Technical preparation
Behavioral questions
Frequently asked questions
- What is the expected salary range for a Senior Principal Engineering Manager at Microsoft Research?
- The typical base pay range for this role across the U.S. is USD $163,000 - $296,400 per year. Specific locations like the San Francisco Bay area and New York City metropolitan area have a different range, USD $220,800 - $331,200 per year. This range can vary based on location and other factors.
- What kind of AI infrastructure does Microsoft Research build?
- Microsoft Research builds world-class AI infrastructure, including large GPU clusters, high-performance networking, workload optimization tools, researcher interfaces, and agentic development workflows to accelerate AI research.
- What are the key technical skills for this Senior Principal Engineering Manager role at Microsoft?
- Key technical skills include experience with large-scale compute clusters, GPU infrastructure, scheduling and orchestration (Kubernetes, Volcano), High-Performance Compute (HPC) environments, GPU programming (CUDA, NCCL), and frameworks like PyTorch. Expertise in networking, storage, or distributed training is also valuable.
- Does Microsoft Research offer opportunities for career growth for engineering managers?
- Yes, Microsoft Research emphasizes growth mindset culture. This role involves mentoring and developing engineering talent, including career development and performance management, indicating a strong focus on growth for engineering managers and their teams.
- What is the work arrangement for the Senior Principal Engineering Manager role at Microsoft Research?
- While the job description doesn't explicitly state the work arrangement, similar high-level technical roles at Microsoft often offer hybrid or remote options.
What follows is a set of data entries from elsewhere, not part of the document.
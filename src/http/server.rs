//! HTTP server setup and configuration.
//!
//! # Responsibilities
//! - Create the Axum router with all gateway routes
//! - Wire up middleware (timeout, request ID, trace, metrics)
//! - Bind the server to a listener and serve with graceful shutdown
//!
//! # Design Decisions
//! - The registry and upstream client are built once and shared via state;
//!   nothing mutable is shared between concurrent requests
//! - The inbound timeout layer bounds total request time independently of
//!   the per-call upstream timeout

use std::sync::Arc;
use std::time::{Duration, Instant};

use axum::body::Body;
use axum::http::Request;
use axum::middleware::{self, Next};
use axum::response::Response;
use axum::routing::get;
use axum::Router;
use thiserror::Error;
use tokio::net::TcpListener;
use tokio::sync::broadcast;
use tower_http::timeout::TimeoutLayer;
use tower_http::trace::TraceLayer;

use crate::config::GatewayConfig;
use crate::http::handlers;
use crate::http::request::assign_request_id;
use crate::observability::metrics;
use crate::registry::{RegistryError, ServiceRegistry};
use crate::upstream::UpstreamClient;

/// Application state injected into handlers.
#[derive(Clone)]
pub struct AppState {
    pub registry: Arc<ServiceRegistry>,
    pub upstream: UpstreamClient,
}

/// Errors constructing the gateway server.
#[derive(Debug, Error)]
pub enum ServerError {
    #[error("registry: {0}")]
    Registry(#[from] RegistryError),

    #[error("upstream client: {0}")]
    Client(#[from] reqwest::Error),
}

/// HTTP server for the record gateway.
pub struct GatewayServer {
    router: Router,
}

impl GatewayServer {
    /// Create a new gateway server with the given configuration.
    pub fn new(config: GatewayConfig) -> Result<Self, ServerError> {
        let registry = Arc::new(ServiceRegistry::from_config(&config.services)?);
        let upstream = UpstreamClient::new(Duration::from_secs(config.timeouts.upstream_secs))?;

        let state = AppState { registry, upstream };
        let router = Self::build_router(&config, state);
        Ok(Self { router })
    }

    /// Build the Axum router with all routes and middleware layers.
    fn build_router(config: &GatewayConfig, state: AppState) -> Router {
        Router::new()
            .route("/", get(handlers::home))
            .route("/{service}", get(handlers::list_service))
            .route("/{service}/", get(handlers::list_service))
            .route(
                "/{service}/create",
                get(handlers::create_form).post(handlers::create_item),
            )
            .route(
                "/{service}/edit/{id}",
                get(handlers::edit_form).post(handlers::edit_item),
            )
            .route("/{service}/delete/{id}", get(handlers::delete_item))
            .route("/{service}/{id}", get(handlers::view_item))
            .with_state(state)
            .layer(TimeoutLayer::new(Duration::from_secs(
                config.timeouts.request_secs,
            )))
            .layer(middleware::from_fn(assign_request_id))
            .layer(middleware::from_fn(record_metrics))
            .layer(TraceLayer::new_for_http())
    }

    /// Run the server until shutdown is signalled (broadcast or Ctrl+C).
    pub async fn run(
        self,
        listener: TcpListener,
        mut shutdown: broadcast::Receiver<()>,
    ) -> Result<(), std::io::Error> {
        let addr = listener.local_addr()?;
        tracing::info!(
            address = %addr,
            "HTTP server starting"
        );

        axum::serve(listener, self.router)
            .with_graceful_shutdown(async move {
                tokio::select! {
                    _ = shutdown.recv() => {}
                    _ = tokio::signal::ctrl_c() => {}
                }
                tracing::info!("Shutdown signal received");
            })
            .await?;

        tracing::info!("HTTP server stopped");
        Ok(())
    }
}

/// Middleware: per-request counter and latency histogram.
async fn record_metrics(request: Request<Body>, next: Next) -> Response {
    let start = Instant::now();
    let method = request.method().to_string();
    let service = request
        .uri()
        .path()
        .trim_start_matches('/')
        .split('/')
        .next()
        .filter(|segment| !segment.is_empty())
        .unwrap_or("root")
        .to_string();

    let response = next.run(request).await;

    metrics::record_request(&method, response.status().as_u16(), &service, start);
    response
}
It is best to clarify this during the interview process.
- How does Microsoft Research approach AI development and research?
- Microsoft Research aims to bridge general AI with specialized applications, focusing on building AI infrastructure that powers models on GPU clusters and accelerates research through agentic development, fostering an AI-first mentality within their teams.
- What is the role of a Senior Principal Engineering Manager in managing an engineering team at Microsoft Research?
- The role involves leading, mentoring, and growing the team; recruiting and developing talent; driving execution and accountability for complex projects; fostering a culture of operational excellence and psychological safety; and providing technical vision and judgment.